Insource's Projected Earnings Seem Likely To Cover Future Distributions
We like to see robust dividend yields, but that doesn't matter if the payment isn't sustainable. The last dividend was quite easily covered by Insource's earnings. This indicates that a lot of the earnings are being reinvested into the business, with the aim of fueling growth.
Looking forward, earnings per share is forecast to rise by 20.1% over the next year. If the dividend continues on this path, the payout ratio could be 60% by next year, which we think can be pretty sustainable going forward.
Check out our latest analysis for Insource
Insource Doesn't Have A Long Payment History
Insource's dividend has been pretty stable for a little while now, but we will continue to be cautious until it has been demonstrated for a few more years. Since 2016, the annual payment back then was ¥1.30, compared to the most recent full-year payment of ¥23.50. This means that it has been growing its distributions at 38% per annum over that time. The dividend has been growing rapidly, however with such a short payment history we can't know for sure if payment can continue to grow over the long term, so caution may be warranted.

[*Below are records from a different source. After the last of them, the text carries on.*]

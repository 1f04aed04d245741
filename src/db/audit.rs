//! Append-only audit log: one row per message, one row per tool execution,
//! the latter optionally linked to the former (§3, §4.H).
//!
//! Grounded on `db/repository.py`'s `AuditRepository`/`AuditLogEntry`/
//! `ToolExecutionEntry`.

use chrono::{DateTime, Utc};
use rusqlite::{OptionalExtension, Row, params};
use serde_json::Value;

use crate::error::Result;
use crate::types::MessageType;

use super::Database;

#[derive(Debug, Clone, PartialEq)]
pub struct AuditEntry {
    pub id: i64,
    pub timestamp: DateTime<Utc>,
    pub source: String,
    pub user_id: Option<String>,
    pub session_id: Option<String>,
    pub message_type: MessageType,
    pub content: String,
    pub metadata: Option<Value>,
    pub tool_executions: Vec<ToolExecutionEntry>,
}

#[derive(Debug, Clone, PartialEq)]
pub struct ToolExecutionEntry {
    pub id: i64,
    pub audit_log_id: Option<i64>,
    pub timestamp: DateTime<Utc>,
    pub tool_name: String,
    pub parameters: Value,
    pub result: Option<String>,
    pub duration_ms: Option<i64>,
    pub success: bool,
    pub error_message: Option<String>,
}

fn parse_timestamp(s: &str) -> DateTime<Utc> {
    // SQLite's `datetime('now')` yields `YYYY-MM-DD HH:MM:SS`, naive UTC.
    chrono::NaiveDateTime::parse_from_str(s, "%Y-%m-%d %H:%M:%S")
        .map(|naive| naive.and_utc())
        .unwrap_or_else(|_| DateTime::parse_from_rfc3339(s).map(|dt| dt.with_timezone(&Utc)).unwrap_or_else(|_| Utc::now()))
}

fn audit_entry_from_row(row: &Row) -> rusqlite::Result<AuditEntry> {
    let timestamp: String = row.get("timestamp")?;
    let message_type: String = row.get("message_type")?;
    let metadata: Option<String> = row.get("metadata")?;
    Ok(AuditEntry {
        id: row.get("id")?,
        timestamp: parse_timestamp(&timestamp),
        source: row.get("source")?,
        user_id: row.get("user_id")?,
        session_id: row.get("session_id")?,
        message_type: MessageType::parse(&message_type).unwrap_or(MessageType::Error),
        content: row.get("content")?,
        metadata: metadata.and_then(|m| serde_json::from_str(&m).ok()),
        tool_executions: Vec::new(),
    })
}

fn tool_execution_from_row(row: &Row) -> rusqlite::Result<ToolExecutionEntry> {
    let timestamp: String = row.get("timestamp")?;
    let parameters: String = row.get("parameters")?;
    let success: i64 = row.get("success")?;
    Ok(ToolExecutionEntry {
        id: row.get("id")?,
        audit_log_id: row.get("audit_log_id")?,
        timestamp: parse_timestamp(&timestamp),
        tool_name: row.get("tool_name")?,
        parameters: serde_json::from_str(&parameters).unwrap_or_else(|_| serde_json::json!({})),
        result: row.get("result")?,
        duration_ms: row.get("duration_ms")?,
        success: success != 0,
        error_message: row.get("error_message")?,
    })
}

/// Append-only audit log plus tool-execution log, both backed by the
/// shared [`Database`] connection.
pub struct AuditRepository {
    db: Database,
}

impl AuditRepository {
    pub fn new(db: Database) -> Self {
        Self { db }
    }

    pub async fn log_message(
        &self,
        source: &str,
        message_type: MessageType,
        content: &str,
        user_id: Option<&str>,
        session_id: Option<&str>,
        metadata: Option<&Value>,
    ) -> Result<i64> {
        let metadata_json = metadata.map(|m| m.to_string());
        let conn = self.db.handle();
        let guard = conn.lock().await;
        guard.execute(
            "INSERT INTO audit_logs (source, user_id, session_id, message_type, content, metadata)
             VALUES (?1, ?2, ?3, ?4, ?5, ?6)",
            params![source, user_id, session_id, message_type.as_str(), content, metadata_json],
        )?;
        let id = guard.last_insert_rowid();
        tracing::debug!(id, message_type = message_type.as_str(), source, "logged audit message");
        Ok(id)
    }

    #[allow(clippy::too_many_arguments)]
    pub async fn log_tool_execution(
        &self,
        tool_name: &str,
        parameters: &Value,
        result: Option<&str>,
        duration_ms: i64,
        success: bool,
        audit_log_id: Option<i64>,
        error_message: Option<&str>,
    ) -> Result<i64> {
        let params_json = parameters.to_string();
        let conn = self.db.handle();
        let guard = conn.lock().await;
        guard.execute(
            "INSERT INTO tool_executions
             (audit_log_id, tool_name, parameters, result, duration_ms, success, error_message)
             VALUES (?1, ?2, ?3, ?4, ?5, ?6, ?7)",
            params![audit_log_id, tool_name, params_json, result, duration_ms, success as i64, error_message],
        )?;
        let id = guard.last_insert_rowid();
        tracing::debug!(id, tool_name, success, "logged tool execution");
        Ok(id)
    }

    /// Tool-execution rows for `tool_name`, most recent first, regardless
    /// of whether they're linked to a parent audit entry. Used to verify
    /// §8's "exactly one tool-execution row" testable properties without
    /// needing a linking audit id.
    pub async fn recent_tool_executions(&self, tool_name: &str, limit: i64) -> Result<Vec<ToolExecutionEntry>> {
        let conn = self.db.handle();
        let guard = conn.lock().await;
        let mut stmt = guard.prepare(
            "SELECT * FROM tool_executions WHERE tool_name = ?1 ORDER BY timestamp DESC, id DESC LIMIT ?2",
        )?;
        let rows = stmt
            .query_map(params![tool_name, limit], tool_execution_from_row)?
            .collect::<rusqlite::Result<Vec<_>>>()?;
        Ok(rows)
    }

    pub async fn recent_logs(
        &self,
        limit: i64,
        offset: i64,
        source: Option<&str>,
        message_type: Option<MessageType>,
    ) -> Result<Vec<AuditEntry>> {
        let conn = self.db.handle();
        let guard = conn.lock().await;

        let mut sql = String::from("SELECT * FROM audit_logs");
        let mut conditions = Vec::new();
        if source.is_some() {
            conditions.push("source = ?");
        }
        if message_type.is_some() {
            conditions.push("message_type = ?");
        }
        if !conditions.is_empty() {
            sql.push_str(" WHERE ");
            sql.push_str(&conditions.join(" AND "));
        }
        sql.push_str(" ORDER BY timestamp DESC, id DESC LIMIT ? OFFSET ?");

        let mut stmt = guard.prepare(&sql)?;
        let message_type_str = message_type.map(|m| m.as_str());

        let rows: Vec<AuditEntry> = match (source, message_type_str) {
            (Some(s), Some(mt)) => stmt
                .query_map(params![s, mt, limit, offset], audit_entry_from_row)?
                .collect::<rusqlite::Result<_>>()?,
            (Some(s), None) => stmt
                .query_map(params![s, limit, offset], audit_entry_from_row)?
                .collect::<rusqlite::Result<_>>()?,
            (None, Some(mt)) => stmt
                .query_map(params![mt, limit, offset], audit_entry_from_row)?
                .collect::<rusqlite::Result<_>>()?,
            (None, None) => stmt
                .query_map(params![limit, offset], audit_entry_from_row)?
                .collect::<rusqlite::Result<_>>()?,
        };
        Ok(rows)
    }

    /// Audit logs for a single user, most recent first — used by
    /// `LoadHistoryFromAudit` (§4.G), which needs `2 * limit` raw entries
    /// before filtering down to user/assistant turns.
    pub async fn recent_logs_for_user(&self, user_id: &str, limit: i64) -> Result<Vec<AuditEntry>> {
        let conn = self.db.handle();
        let guard = conn.lock().await;
        let mut stmt = guard.prepare(
            "SELECT * FROM audit_logs WHERE user_id = ?1 ORDER BY timestamp DESC, id DESC LIMIT ?2",
        )?;
        let rows = stmt
            .query_map(params![user_id, limit], audit_entry_from_row)?
            .collect::<rusqlite::Result<Vec<_>>>()?;
        Ok(rows)
    }

    pub async fn get_log_by_id(&self, id: i64) -> Result<Option<AuditEntry>> {
        let conn = self.db.handle();
        let guard = conn.lock().await;
        let mut entry = match guard
            .query_row("SELECT * FROM audit_logs WHERE id = ?1", params![id], audit_entry_from_row)
            .optional()?
        {
            Some(e) => e,
            None => return Ok(None),
        };

        let mut stmt = guard.prepare("SELECT * FROM tool_executions WHERE audit_log_id = ?1 ORDER BY timestamp")?;
        entry.tool_executions = stmt
            .query_map(params![id], tool_execution_from_row)?
            .collect::<rusqlite::Result<Vec<_>>>()?;

        Ok(Some(entry))
    }

    pub async fn search_logs(&self, query: &str, limit: i64, offset: i64) -> Result<Vec<AuditEntry>> {
        let pattern = format!("%{query}%");
        let conn = self.db.handle();
        let guard = conn.lock().await;
        let mut stmt = guard.prepare(
            "SELECT * FROM audit_logs WHERE content LIKE ?1 ORDER BY timestamp DESC, id DESC LIMIT ?2 OFFSET ?3",
        )?;
        let rows = stmt
            .query_map(params![pattern, limit, offset], audit_entry_from_row)?
            .collect::<rusqlite::Result<Vec<_>>>()?;
        Ok(rows)
    }

    /// Deletes tool executions referencing entries older than `days`, then
    /// the entries themselves — in that order, to respect the foreign key.
    pub async fn cleanup_old_logs(&self, days: i64) -> Result<usize> {
        let cutoff = format!("-{days} days");
        let conn = self.db.handle();
        let guard = conn.lock().await;
        guard.execute(
            "DELETE FROM tool_executions WHERE audit_log_id IN (
                SELECT id FROM audit_logs WHERE timestamp < datetime('now', ?1)
             )",
            params![cutoff],
        )?;
        let deleted = guard.execute("DELETE FROM audit_logs WHERE timestamp < datetime('now', ?1)", params![cutoff])?;
        if deleted > 0 {
            tracing::info!(deleted, "cleaned up old audit log entries");
        }
        Ok(deleted)
    }
}

#[cfg(test)]
mod tests {
    use super::*;

    async fn repo() -> AuditRepository {
        AuditRepository::new(Database::open_in_memory().unwrap())
    }

    #[tokio::test]
    async fn log_and_fetch_message() {
        let repo = repo().await;
        let id = repo
            .log_message("web", MessageType::User, "hi", Some("u1"), None, None)
            .await
            .unwrap();
        let entry = repo.get_log_by_id(id).await.unwrap().unwrap();
        assert_eq!(entry.content, "hi");
        assert_eq!(entry.user_id.as_deref(), Some("u1"));
        assert_eq!(entry.message_type, MessageType::User);
    }

    #[tokio::test]
    async fn log_tool_execution_links_to_audit_entry() {
        let repo = repo().await;
        let audit_id = repo.log_message("web", MessageType::User, "hi", Some("u1"), None, None).await.unwrap();
        repo.log_tool_execution(
            "mock",
            &serde_json::json!({"q": "x"}),
            Some("Result: 42"),
            5,
            true,
            Some(audit_id),
            None,
        )
        .await
        .unwrap();

        let entry = repo.get_log_by_id(audit_id).await.unwrap().unwrap();
        assert_eq!(entry.tool_executions.len(), 1);
        assert_eq!(entry.tool_executions[0].tool_name, "mock");
        assert!(entry.tool_executions[0].success);
    }

    #[tokio::test]
    async fn search_logs_matches_substring() {
        let repo = repo().await;
        repo.log_message("web", MessageType::User, "turn on the kitchen light", Some("u1"), None, None)
            .await
            .unwrap();
        repo.log_message("web", MessageType::User, "what's the weather", Some("u1"), None, None)
            .await
            .unwrap();

        let results = repo.search_logs("kitchen", 10, 0).await.unwrap();
        assert_eq!(results.len(), 1);
    }

    #[tokio::test]
    async fn recent_logs_filters_by_type_and_source() {
        let repo = repo().await;
        repo.log_message("web", MessageType::User, "hi", Some("u1"), None, None).await.unwrap();
        repo.log_message("bot", MessageType::Assistant, "hello", Some("u1"), None, None).await.unwrap();

        let user_only = repo.recent_logs(10, 0, None, Some(MessageType::User)).await.unwrap();
        assert_eq!(user_only.len(), 1);

        let bot_only = repo.recent_logs(10, 0, Some("bot"), None).await.unwrap();
        assert_eq!(bot_only.len(), 1);
    }

    #[tokio::test]
    async fn recent_logs_for_user_is_scoped() {
        let repo = repo().await;
        repo.log_message("web", MessageType::User, "u1 says hi", Some("u1"), None, None).await.unwrap();
        repo.log_message("web", MessageType::User, "u2 says hi", Some("u2"), None, None).await.unwrap();

        let rows = repo.recent_logs_for_user("u1", 10).await.unwrap();
        assert_eq!(rows.len(), 1);
        assert_eq!(rows[0].content, "u1 says hi");
    }
}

The Dividend Looks Likely To Grow
The company's investors will be pleased to have been receiving dividend income for some time. Insource has impressed us by growing EPS at 32% per year over the past five years. The company doesn't have any problems growing, despite returning a lot of capital to shareholders, which is a very nice combination for a dividend stock to have.
Insource Looks Like A Great Dividend Stock
In summary, it is always positive to see the dividend being increased, and we are particularly pleased with its overall sustainability. Earnings are easily covering distributions, and the company is generating plenty of cash. All in all, this checks a lot of the boxes we look for when choosing an income stock.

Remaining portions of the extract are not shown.